From the bottom of our road there is a lovely view down the Jalon valley towards Orba. At first sight what appears to be a road running up the side of a hill catches they eye.
However it is in fact the wall of the nearby leper hospital at Fontiles. It was built in the early 1900s and is today mainly a training school for doctors and nurses who will work overseas. I understand that they still have a few patients suffering from the disease, however it is now used primarily as a sanatorium for elderly folks.
There is a large car park just outside Fontilles, unfortunately is it for the cemetery! We have parked there a number of times, and it has always been closed. Which is a pity because it is very Spanish and would be interesting to walk around.

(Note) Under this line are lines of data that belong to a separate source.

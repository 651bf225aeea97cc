//! Collaborator seams.
//!
//! Everything the engine reaches over the network sits behind one of these
//! traits so strategies can run against mocks in tests.

pub mod directory;
pub mod fetcher;
pub mod mx;
pub mod renderer;
pub mod search;
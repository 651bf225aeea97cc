//! Email sightings with provenance.

use serde::{Deserialize, Serialize};
use std::fmt;

use crate::extract::filters::{is_valid_email, normalize_email};

/// Where a candidate came from.
#[derive(Debug, Clone, Copy, PartialEq, Eq, Hash, Serialize, Deserialize)]
#[serde(rename_all = "snake_case")]
pub enum EmailSource {
    WebsiteScrape,
    PatternGuess,
    DirectoryApi,
}

impl EmailSource {
    pub fn as_str(&self) -> &'static str {
        match self {
            EmailSource::WebsiteScrape => "website_scrape",
            EmailSource::PatternGuess => "pattern_guess",
            EmailSource::DirectoryApi => "directory_api",
        }
    }
}

impl fmt::Display for EmailSource {
    fn fmt(&self, f: &mut fmt::Formatter<'_>) -> fmt::Result {
        f.write_str(self.as_str())
    }
}

/// Ordinal strength of the technique that produced a candidate.
///
/// Variant order matters: `Low < Medium < High`.
#[derive(Debug, Clone, Copy, PartialEq, Eq, PartialOrd, Ord, Hash, Serialize, Deserialize)]
#[serde(rename_all = "snake_case")]
pub enum Confidence {
    Low,
    Medium,
    High,
}

impl Confidence {
    pub fn as_str(&self) -> &'static str {
        match self {
            Confidence::Low => "low",
            Confidence::Medium => "medium",
            Confidence::High => "high",
        }
    }
}

impl fmt::Display for Confidence {
    fn fmt(&self, f: &mut fmt::Formatter<'_>) -> fmt::Result {
        f.write_str(self.as_str())
    }
}

/// An unverified email sighting.
///
/// The address is always lowercase and shaped like `local@domain.tld`;
/// [`EmailCandidate::new`] refuses anything else.
#[derive(Debug, Clone, PartialEq, Eq, Serialize, Deserialize)]
#[serde(rename_all = "camelCase")]
pub struct EmailCandidate {
    pub email: String,
    pub source: EmailSource,
    pub confidence: Confidence,
    #[serde(skip_serializing_if = "Option::is_none")]
    pub origin_page: Option<String>,
}

impl EmailCandidate {
    /// Build a candidate, normalizing the address. Returns `None` when the
    /// address is not email-shaped.
    pub fn new(email: &str, source: EmailSource, confidence: Confidence) -> Option<Self> {
        let email = normalize_email(email);
        if !is_valid_email(&email) {
            return None;
        }
        Some(Self {
            email,
            source,
            confidence,
            origin_page: None,
        })
    }

    /// Record the page the address was seen on.
    pub fn with_origin_page(mut self, url: impl Into<String>) -> Self {
        self.origin_page = Some(url.into());
        self
    }

    /// Part before the `@`.
    pub fn local_part(&self) -> &str {
        self.email.split('@').next().unwrap_or_default()
    }

    /// Part after the `@`.
    pub fn domain(&self) -> &str {
        self.email.rsplit('@').next().unwrap_or_default()
    }
}
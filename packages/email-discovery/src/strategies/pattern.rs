//! Generic-mailbox guesses for domains that accept mail.

use std::sync::Arc;

use async_trait::async_trait;
use tracing::debug;

use super::{Strategy, StrategyContext, StrategyOutput};
use crate::error::StrategyRunResult;
use crate::traits::mx::MxResolver;
use crate::types::{Confidence, EmailCandidate, EmailSource, StrategyName};

/// Emits one low-confidence `prefix@domain` guess per prefix when the domain
/// has MX records. Guesses are never corroborated by content.
pub struct PatternMxStrategy {
    resolver: Arc<dyn MxResolver>,
    prefixes: Vec<String>,
}

impl PatternMxStrategy {
    pub fn new(resolver: Arc<dyn MxResolver>, prefixes: Vec<String>) -> Self {
        Self { resolver, prefixes }
    }
}

#[async_trait]
impl Strategy for PatternMxStrategy {
    fn name(&self) -> StrategyName {
        StrategyName::PatternMx
    }

    fn is_applicable(&self, ctx: &StrategyContext<'_>) -> bool {
        ctx.domain().is_some()
    }

    async fn run(&self, ctx: &StrategyContext<'_>) -> StrategyRunResult<StrategyOutput> {
        let Some(domain) = ctx.domain() else {
            return Ok(StrategyOutput::default());
        };

        if !self.resolver.has_mx(domain).await? {
            debug!(domain, "Domain has no MX records, no guesses");
            return Ok(StrategyOutput::default());
        }

        let guesses = self
            .prefixes
            .iter()
            .filter_map(|prefix| {
                EmailCandidate::new(
                    &format!("{prefix}@{domain}"),
                    EmailSource::PatternGuess,
                    Confidence::Low,
                )
            })
            .collect();
        Ok(StrategyOutput::candidates(guesses))
    }
}

#[cfg(test)]
mod tests {
    use super::*;
    use crate::config::PATTERN_PREFIXES;
    use crate::error::{CollaboratorError, StrategyError};
    use crate::testing::MockMxResolver;
    use crate::types::DiscoveryInput;

    fn strategy(resolver: MockMxResolver) -> PatternMxStrategy {
        PatternMxStrategy::new(
            Arc::new(resolver),
            PATTERN_PREFIXES.iter().map(|p| p.to_string()).collect(),
        )
    }

    #[tokio::test]
    async fn test_guesses_when_mx_present() {
        let resolver = MockMxResolver::new().with_mx("acme.com", true);
        let input = DiscoveryInput::new("Acme", "https://www.acme.com");
        let output = strategy(resolver.clone())
            .run(&StrategyContext::new(&input))
            .await
            .unwrap();

        let emails: Vec<_> = output.candidates.iter().map(|c| c.email.as_str()).collect();
        assert_eq!(
            emails,
            vec![
                "info@acme.com",
                "contact@acme.com",
                "hello@acme.com",
                "office@acme.com",
                "admin@acme.com",
                "support@acme.com",
                "sales@acme.com",
            ]
        );
        assert!(output.candidates.iter().all(|c| c.source == EmailSource::PatternGuess
            && c.confidence == Confidence::Low
            && c.origin_page.is_none()));
        assert_eq!(resolver.calls(), vec!["acme.com".to_string()]);
    }

    #[tokio::test]
    async fn test_no_mx_means_no_guesses() {
        let input = DiscoveryInput::new("Acme", "acme.com");
        let output = strategy(MockMxResolver::new())
            .run(&StrategyContext::new(&input))
            .await
            .unwrap();
        assert!(output.candidates.is_empty());
    }

    #[tokio::test]
    async fn test_dns_failure_is_an_error() {
        let input = DiscoveryInput::new("Acme", "acme.com");
        let err = strategy(MockMxResolver::new().with_failure("SERVFAIL"))
            .run(&StrategyContext::new(&input))
            .await
            .unwrap_err();
        assert!(matches!(
            err,
            StrategyError::Collaborator(CollaboratorError::Dns(_))
        ));
    }

    #[test]
    fn test_needs_domain() {
        let input = DiscoveryInput::new("Acme", "");
        let s = strategy(MockMxResolver::new());
        assert!(!s.is_applicable(&StrategyContext::new(&input)));
        assert!(!s.exits_early_on_high());
    }
}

There are no restrictions on entry to Fontilles, and no signs other than a white board with a red cross and the legend Fontilles Sanatorium. We have been told that visitors are welcome, in order to allay any worries associated with the subject of leprosy.
The first sight of Fontilles is a surprise, as it covers such a large area, in such a lovely setting and has the most impressive and interesting looking buildings. And of course the wall.
This large and imposing wall runs along the hills surrounding Fontilles. We have been told that it was built to ease the fears of the surrounding villages, rather than to keep the patients inside. To see this large wall running through such a beautiful area reminded me of our first sight of the Berlin Wall. It seemed so out of place and intrusive.
The first building you pass is the administration building. From a distance it is very impressive, but as you get nearer you can see that it is badly in need of a little maintenance. The staff are very friendly, speak English and have a supply of leaflets explaining the history and present use of the hospital.
There are extensive walks around the community, and again no restrictions that we could see. Being a warm morning there were groups of patients in wheel chairs taking advantage of the lovely weather.
There are a number of shaded areas with seating arrangements and religious statues. It has a wonderful peaceful feeling about the whole place, not at all depressing as so many modern hospitals can be.
We saw a number of these stone seats. Very attractive, but not at all comfortable.
At the centre of the whole complex is the very Spanish church. Each time we have visited it has always been open to the public. As Spain is such a religious country we had expected that this would be normal, but in fact we have only found them open during a service.
Not a very clear photo of the church. It was very dark and cool inside, and this was the best that my camera could do. It is very large inside, but also very gives the impression of being very simple and basic.
There is of course the usual brightly painted statues to lighten the gloom.
Just outside the church is this lovely little grotto, my favourite spot.
It is a short walk back to the main square….
…….and the statue of the founder of the colony
Our final visit was to the café, which was surprisingly busy. And being Spanish, surprisingly noisy. It seemed so strange given the peace and quiet of the area, to hear what sounded like a loud meeting, but proved to be just three men sitting and having a chat.
As we sat at the bar we heard one of the patients call out “Juanita”. Looking up we saw this large wild boar ambling past. All the patients seemed to know her, and she seemed quite unconcerned. Normally these animals avoid humans, and we have only spotted them twice, and each time they ran off immediately they saw us.